Who knows? At times, it was a novel; at times, an essay; at times, a hybrid of novel and essay. At times, a piece of reportage or a long poem.

I quit my plan, though not the drugs.

Meanwhile, things happened. I published a novel, for example, which I was invited to present at the Museum of Human Evolution, linked to the Atapuerca settlement, in Burgos. There I met the palaeontologist Juan Luis Arsuaga, who was the museums scientific director and co-director of the site. Arsuaga was kind enough to give me a guided tour of the institution he ran. Some of his books had been part of my rudimentary library on prehistory and evolution, and I had read them greedily, though not always getting the full benefit of them, because the palaeontologist made few concessions in his writing. In other words, I wasnt always able to be the kind of reader who was up to Arsuaga as a writer.

As an oral storyteller, on the other hand, I found him daring, seductive, agile. I would listen literally dumbstruck because with every second or third phrase he would hit yet another nail on the head with something perfectly expressed. I dearly wanted to take possession of that speech, which in some way was also mine. I noticed, too, that in order to talk about prehistory, he alluded to the present; just as, in order to refer to the present, he talked about prehistory. In short, he erased the outrageous boundaries between these two periods that mainstream education has installed in our heads and, albeit without realising it, he reinforced my sense of closeness to our ancestors. I realised, as I listened to him, that there was a continuum between the two, a continuum in which I was emotionally trapped, but which I struggled to articulate in any rational way.

Another year went by in which I carried on reading and reading until I had succeeded, I think, in opening up some cracks in the thin pane of glass that separated me from my prehistoric ancestors.

The glass that separated me from myself.

I published another novel and arranged matters so I would once again be invited to present it at the Museum of Human Evolution. I also asked my publishers whether they could organise, if at all possible, for me to have lunch with Arsuaga.

We had lunch.

During the second course, thanks to the bravery conferred on me by three or four glasses of Ribera del Duero, I decided to get right to the point.

Listen, Arsuaga, youre a brilliant storyteller. For ignorant people like me, you explain things better when you talk than when you write.

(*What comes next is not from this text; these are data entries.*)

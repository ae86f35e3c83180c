/// Integer pixel coordinate, `x` is the column and `y` the row.
#[derive(Debug, Copy, Clone, PartialEq, Eq, Hash)]
pub struct Point {
    pub x: u32,
    pub y: u32,
}
pub mod julia;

Thats down to teaching, he said. It forces you to come up with all manner of tricks to stop the students from falling asleep.

The thing is, I went on, you and I could join forces to talk about life.

Join forces how?

Like this: you take me someplace, wherever you like: to an archaeological site, to the countryside, to a maternity hospital, a morgue, wherever you like, a canary exhibition

And?

And you tell me what it is were looking at, you explain it to me. Ill then make your speech mine. Ill digest it, select material from it, articulate it, and commit it to the page. I think we could build a great story about existence.